Author: CocoWang-wql

articles/aks/use-kms-etcd-encryption.md

@@ -30,11 +30,11 @@ For more information on using the KMS plugin, see [Encrypting Secret Data at Res
 
 The following limitations apply when you integrate KMS etcd encryption with AKS:
 
-* Deletion of the key, Key Vault, or the associated identity is not allowed.
+* Deletion of the key, Key Vault, or the associated identity isn't supported.
 * KMS etcd encryption doesn't work with system-assigned managed identity. The key vault access policy is required to be set before the feature is enabled. In addition, system-assigned managed identity isn't available until cluster creation, thus there's a cycle dependency.
-* There is a hard limit that you cannot use more than 2000 secrets in a cluster enabled with KMS.
-* Bring your own (BYO) Azure Key Vault from another tenant is not supported.

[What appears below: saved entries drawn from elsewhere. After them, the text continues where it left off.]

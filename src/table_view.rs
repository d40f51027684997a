//! Filtering, sorting and paging of the derived table, as the table widget does it.

use polars::prelude::*;
use serde::{Deserialize, Serialize};
use tracing::debug;

use crate::config::MAX_PAGE_SIZE;
use crate::error::DxResult;
use crate::filter::FilterQuery;

#[derive(Debug, Clone, Copy, PartialEq, Eq, Default, Serialize, Deserialize)]
#[serde(rename_all = "lowercase")]
pub enum SortDirection {
    #[default]
    Asc,
    Desc,
}

#[derive(Debug, Clone, PartialEq, Eq, Serialize, Deserialize)]
pub struct SortColumn {
    pub column_id: String,
    #[serde(default)]
    pub direction: SortDirection,
}

/// The table widget's filter, sort and paging state.
#[derive(Debug, Clone, PartialEq, Eq, Serialize, Deserialize)]
#[serde(default)]
pub struct TableQuery {
    pub filter_query: String,
    pub sort_by: Vec<SortColumn>,
    pub page_current: usize,
    pub page_size: usize,
}

impl Default for TableQuery {
    fn default() -> Self {
        Self {
            filter_query: String::new(),
            sort_by: Vec::new(),
            page_current: 0,
            page_size: 10,
        }
    }
}

/// Rows after filter and sort, plus the current page of them.
#[derive(Debug, Clone)]
pub struct DisplayedTable {
    /// Every displayed row, independent of pagination
    pub rows: DataFrame,
    pub page: DataFrame,
    pub page_current: usize,
    pub page_count: usize,
    /// Parser message when the filter query was rejected and ignored
    pub filter_error: Option<String>,
}

impl DisplayedTable {
    /// Page rows as JSON objects keyed by column name.
    pub fn page_records(&self) -> DxResult<Vec<serde_json::Value>> {
        records(&self.page)
    }
}

/// Apply `query` to `derived`. An invalid filter leaves the rows unfiltered.
pub fn apply(derived: &DataFrame, query: &TableQuery) -> DxResult<DisplayedTable> {
    let mut lf = derived.clone().lazy();
    let mut filter_error = None;

    let filter_text = query.filter_query.trim();
    if !filter_text.is_empty() {
        match FilterQuery::parse(filter_text).and_then(|q| q.to_expr(derived.schema())) {
            Ok(expr) => lf = lf.filter(expr),
            Err(e) => {
                debug!("ignoring filter query {:?}: {}", filter_text, e);
                filter_error = Some(e.to_string());
            }
        }
    }

    let schema = derived.schema();
    let sort_columns: Vec<&SortColumn> = query
        .sort_by
        .iter()
        .filter(|s| schema.contains(s.column_id.as_str()))
        .collect();
    if !sort_columns.is_empty() {
        let options = SortMultipleOptions {
            descending: sort_columns
                .iter()
                .map(|s| s.direction == SortDirection::Desc)
                .collect(),
            nulls_last: vec![true; sort_columns.len()],
            maintain_order: true,
            ..Default::default()
        };
        lf = lf.sort_by_exprs(
            sort_columns
                .iter()
                .map(|s| col(s.column_id.as_str()))
                .collect::<Vec<_>>(),
            options,
        );
    }

    let rows = lf.collect()?;
    let page_size = query.page_size.clamp(1, MAX_PAGE_SIZE);
    let page_count = rows.height().div_ceil(page_size).max(1);
    let page_current = query.page_current.min(page_count - 1);
    let page = rows.slice((page_current * page_size) as i64, page_size);

    Ok(DisplayedTable {
        rows,
        page,
        page_current,
        page_count,
        filter_error,
    })
}

/// Serialize `df` as a list of row objects.
pub fn records(df: &DataFrame) -> DxResult<Vec<serde_json::Value>> {
    if df.height() == 0 {
        return Ok(Vec::new());
    }
    let mut buf = Vec::new();
    let mut df = df.clone();
    JsonWriter::new(&mut buf)
        .with_json_format(JsonFormat::Json)
        .finish(&mut df)?;
    serde_json::from_slice(&buf)
        .map_err(|e| PolarsError::ComputeError(format!("row serialization: {}", e).into()).into())
}
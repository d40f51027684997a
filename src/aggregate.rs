//! Group-by aggregation of a loaded table.

use polars::prelude::*;
use serde::{Deserialize, Serialize};
use std::fmt;
use std::str::FromStr;
use tracing::debug;

use crate::error::{DxError, DxResult};

/// Name of the partition-size column produced by `Count`.
pub const SIZE_COLUMN: &str = "size";

/// Statistic computed per group for every numeric column.
#[derive(Debug, Clone, Copy, PartialEq, Eq, Hash, Default, Serialize, Deserialize)]
pub enum AggregationMethod {
    #[default]
    Count,
    Sum,
    Mean,
    #[serde(rename = "Standard Deviation", alias = "StandardDeviation")]
    StandardDeviation,
    Variance,
    Min,
    Max,
}

impl AggregationMethod {
    /// All methods in the order they are offered to the user.
    pub const ALL: [AggregationMethod; 7] = [
        AggregationMethod::Count,
        AggregationMethod::Sum,
        AggregationMethod::Mean,
        AggregationMethod::StandardDeviation,
        AggregationMethod::Variance,
        AggregationMethod::Min,
        AggregationMethod::Max,
    ];

    pub fn label(self) -> &'static str {
        match self {
            AggregationMethod::Count => "Count",
            AggregationMethod::Sum => "Sum",
            AggregationMethod::Mean => "Mean",
            AggregationMethod::StandardDeviation => "Standard Deviation",
            AggregationMethod::Variance => "Variance",
            AggregationMethod::Min => "Min",
            AggregationMethod::Max => "Max",
        }
    }

    pub fn labels() -> Vec<&'static str> {
        Self::ALL.iter().map(|m| m.label()).collect()
    }

    fn expr(self, column: &str) -> Expr {
        let c = col(column);
        match self {
            AggregationMethod::Count => len(),
            AggregationMethod::Sum => c.sum(),
            AggregationMethod::Mean => c.mean(),
            AggregationMethod::StandardDeviation => c.std(1),
            AggregationMethod::Variance => c.var(1),
            AggregationMethod::Min => c.min(),
            AggregationMethod::Max => c.max(),
        }
    }
}

impl fmt::Display for AggregationMethod {
    fn fmt(&self, f: &mut fmt::Formatter<'_>) -> fmt::Result {
        f.write_str(self.label())
    }
}

impl FromStr for AggregationMethod {
    type Err = String;

    fn from_str(s: &str) -> Result<Self, Self::Err> {
        let key: String = s
            .chars()
            .filter(|c| !c.is_whitespace() && *c != '_')
            .collect::<String>()
            .to_lowercase();
        match key.as_str() {
            "count" | "size" => Ok(AggregationMethod::Count),
            "sum" => Ok(AggregationMethod::Sum),
            "mean" | "avg" | "average" => Ok(AggregationMethod::Mean),
            "standarddeviation" | "std" | "stddev" => Ok(AggregationMethod::StandardDeviation),
            "variance" | "var" => Ok(AggregationMethod::Variance),
            "min" => Ok(AggregationMethod::Min),
            "max" => Ok(AggregationMethod::Max),
            _ => Err(format!("Unknown aggregation method: {}", s)),
        }
    }
}

/// Aggregate `table` by `group_by` using `method`.
///
/// With no group-by columns or no method the table is returned unchanged. Groups keep the
/// order of their first appearance. Non-numeric columns outside the grouping are dropped;
/// `Count` replaces all value columns with a single `size` column.
pub fn aggregate(
    table: &DataFrame,
    group_by: &[String],
    method: Option<AggregationMethod>,
) -> DxResult<DataFrame> {
    let Some(method) = method else {
        return Ok(table.clone());
    };
    if group_by.is_empty() {
        return Ok(table.clone());
    }

    let schema = table.schema();
    if let Some(missing) = group_by.iter().find(|c| !schema.contains(c.as_str())) {
        return Err(DxError::InvalidGroupByColumn(missing.clone()));
    }

    let keys: Vec<Expr> = group_by.iter().map(|c| col(c.as_str())).collect();
    let aggs: Vec<Expr> = match method {
        AggregationMethod::Count => vec![method.expr(SIZE_COLUMN).alias(SIZE_COLUMN)],
        _ => schema
            .iter()
            .filter(|(name, dtype)| {
                dtype.is_numeric() && !group_by.iter().any(|g| g.as_str() == name.as_str())
            })
            .map(|(name, _)| method.expr(name.as_str()))
            .collect(),
    };
    debug!(
        "aggregating {} rows by {:?} with {}",
        table.height(),
        group_by,
        method
    );

    Ok(table
        .clone()
        .lazy()
        .group_by_stable(keys)
        .agg(aggs)
        .collect()?)
}

#[cfg(test)]
mod tests {
    use super::*;

    fn sales() -> DataFrame {
        df!(
            "Category" => &["A", "B", "A", "C", "B", "A"],
            "Region" => &["N", "N", "S", "S", "N", "N"],
            "Amount" => &[10.0, 5.0, 2.5, 1.0, 4.0, 3.5],
            "Qty" => &[1i64, 2, 3, 4, 5, 6]
        )
        .unwrap()
    }

    fn strings(col: &Column) -> Vec<String> {
        col.str()
            .unwrap()
            .into_iter()
            .map(|v| v.unwrap_or_default().to_string())
            .collect()
    }

    #[test]
    fn labels_in_declaration_order() {
        assert_eq!(
            AggregationMethod::labels(),
            vec![
                "Count",
                "Sum",
                "Mean",
                "Standard Deviation",
                "Variance",
                "Min",
                "Max"
            ]
        );
    }

    #[test]
    fn parse_method_names() {
        for m in AggregationMethod::ALL {
            assert_eq!(AggregationMethod::from_str(m.label()).unwrap(), m);
        }
        assert_eq!(
            AggregationMethod::from_str("std").unwrap(),
            AggregationMethod::StandardDeviation
        );
        assert_eq!(
            AggregationMethod::from_str("standard deviation").unwrap(),
            AggregationMethod::StandardDeviation
        );
        assert!(AggregationMethod::from_str("median").is_err());
    }

    #[test]
    fn serde_uses_labels() {
        let json = serde_json::to_string(&AggregationMethod::StandardDeviation).unwrap();
        assert_eq!(json, "\"Standard Deviation\"");
        let m: AggregationMethod = serde_json::from_str("\"Variance\"").unwrap();
        assert_eq!(m, AggregationMethod::Variance);
    }

    #[test]
    fn passthrough_without_grouping_or_method() {
        let df = sales();
        let same = aggregate(&df, &[], Some(AggregationMethod::Sum)).unwrap();
        assert!(same.equals_missing(&df));
        let same = aggregate(&df, &["Category".to_string()], None).unwrap();
        assert!(same.equals_missing(&df));
    }

    #[test]
    fn count_yields_size_per_group() {
        let out = aggregate(
            &sales(),
            &["Category".to_string()],
            Some(AggregationMethod::Count),
        )
        .unwrap();
        let names: Vec<String> = out.schema().iter_names().map(|s| s.to_string()).collect();
        assert_eq!(names, vec!["Category", "size"]);
        assert_eq!(strings(out.column("Category").unwrap()), vec!["A", "B", "C"]);
        let sizes = out
            .column("size")
            .unwrap()
            .cast(&DataType::Int64)
            .unwrap();
        let sizes: Vec<i64> = sizes.i64().unwrap().into_no_null_iter().collect();
        assert_eq!(sizes, vec![3, 2, 1]);
    }

    #[test]
    fn sum_drops_text_columns() {
        let out = aggregate(
            &sales(),
            &["Category".to_string()],
            Some(AggregationMethod::Sum),
        )
        .unwrap();
        let names: Vec<String> = out.schema().iter_names().map(|s| s.to_string()).collect();
        assert_eq!(names, vec!["Category", "Amount", "Qty"]);
        let amounts: Vec<f64> = out
            .column("Amount")
            .unwrap()
            .f64()
            .unwrap()
            .into_no_null_iter()
            .collect();
        assert_eq!(amounts, vec![16.0, 9.0, 1.0]);
    }

    #[test]
    fn std_uses_sample_statistic() {
        let out = aggregate(
            &sales(),
            &["Category".to_string()],
            Some(AggregationMethod::StandardDeviation),
        )
        .unwrap();
        let qty = out
            .column("Qty")
            .unwrap()
            .cast(&DataType::Float64)
            .unwrap();
        let qty = qty.f64().unwrap();
        // Category A has Qty 1, 3, 6: sample std = sqrt(6.333..)
        let a = qty.get(0).unwrap();
        assert!((a - (19.0_f64 / 3.0).sqrt()).abs() < 1e-9, "got {}", a);
        // single-row group has no sample std
        assert!(qty.get(2).is_none());
    }

    #[test]
    fn multi_column_grouping() {
        let out = aggregate(
            &sales(),
            &["Category".to_string(), "Region".to_string()],
            Some(AggregationMethod::Max),
        )
        .unwrap();
        assert_eq!(out.height(), 4);
        assert_eq!(strings(out.column("Region").unwrap()), vec!["N", "N", "S", "S"]);
    }

    #[test]
    fn missing_group_column_fails() {
        let err = aggregate(
            &sales(),
            &["Nope".to_string()],
            Some(AggregationMethod::Mean),
        )
        .unwrap_err();
        assert!(matches!(err, DxError::InvalidGroupByColumn(c) if c == "Nope"));
    }
}
//! Per-browser-session state.

use parking_lot::Mutex;
use polars::prelude::DataFrame;
use std::collections::HashMap;
use std::sync::Arc;
use std::time::{Duration, Instant};
use tracing::debug;
use uuid::Uuid;

use crate::chart::ChartSpec;
use crate::source::TableLoader;
use crate::view::ViewStateController;

/// Sessions untouched for this long are dropped when a new session is created.
pub const SESSION_IDLE_TIMEOUT: Duration = Duration::from_secs(60 * 60);

/// What one browser tab has loaded and last displayed.
pub struct Session {
    pub controller: ViewStateController,
    /// Rows after filter and sort; export source
    pub displayed: Option<DataFrame>,
    pub charts: Vec<ChartSpec>,
    last_access: Instant,
}

impl Session {
    fn new(loader: Arc<dyn TableLoader>) -> Self {
        Self {
            controller: ViewStateController::new(loader),
            displayed: None,
            charts: Vec::new(),
            last_access: Instant::now(),
        }
    }

    /// Name of the loaded file, if any.
    pub fn filename(&self) -> Option<&str> {
        self.controller.identity().map(|i| i.filename.as_str())
    }
}

/// Sessions by id. Each session sits behind its own lock so requests for different
/// sessions never wait on each other beyond the map lookup.
pub struct SessionStore {
    loader: Arc<dyn TableLoader>,
    idle_timeout: Duration,
    sessions: Mutex<HashMap<Uuid, Arc<Mutex<Session>>>>,
}

impl SessionStore {
    pub fn new(loader: Arc<dyn TableLoader>) -> Self {
        Self::with_idle_timeout(loader, SESSION_IDLE_TIMEOUT)
    }

    pub fn with_idle_timeout(loader: Arc<dyn TableLoader>, idle_timeout: Duration) -> Self {
        Self {
            loader,
            idle_timeout,
            sessions: Mutex::new(HashMap::new()),
        }
    }

    /// Register a new session, first dropping the ones idle past the timeout.
    pub fn create(&self) -> Uuid {
        let id = Uuid::new_v4();
        let mut sessions = self.sessions.lock();
        let before = sessions.len();
        // A session busy on another request is in use, so it is kept
        sessions.retain(|_, session| match session.try_lock() {
            Some(guard) => guard.last_access.elapsed() < self.idle_timeout,
            None => true,
        });
        if sessions.len() < before {
            debug!("evicted {} idle session(s)", before - sessions.len());
        }
        sessions.insert(id, Arc::new(Mutex::new(Session::new(self.loader.clone()))));
        id
    }

    pub fn len(&self) -> usize {
        self.sessions.lock().len()
    }

    pub fn is_empty(&self) -> bool {
        self.len() == 0
    }

    pub fn contains(&self, id: &Uuid) -> bool {
        self.sessions.lock().contains_key(id)
    }

    /// Run `f` on the session `id`. `None` when the id was never issued or has expired.
    pub fn with_session<R>(&self, id: Uuid, f: impl FnOnce(&mut Session) -> R) -> Option<R> {
        let session = self.sessions.lock().get(&id).cloned()?;
        let mut guard = session.lock();
        guard.last_access = Instant::now();
        Some(f(&mut guard))
    }
}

-* With KMS enabled, you cannot change associated Azure Key Vault model (public, private). For [changing associated key vault mode][changing-associated-key-vault-mode], you need to disable and enable KMS again.
+* The maximum number of secrets that a cluster enabled with KMS supports is 2,000.
+* Bring your own (BYO) Azure Key Vault from another tenant isn't supported.
+* With KMS enabled, you can't  change associated Azure Key Vault model (public, private). To [change associated key vault mode][changing-associated-key-vault-mode], you need to disable and enable KMS again.
 * If a cluster is enabled KMS with private key vault and not using `VNet integration` tunnel, then stop/start cluster is not allowed.
 
 KMS supports [public key vault][Enable-KMS-with-public-key-vault] and [private key vault][Enable-KMS-with-private-key-vault].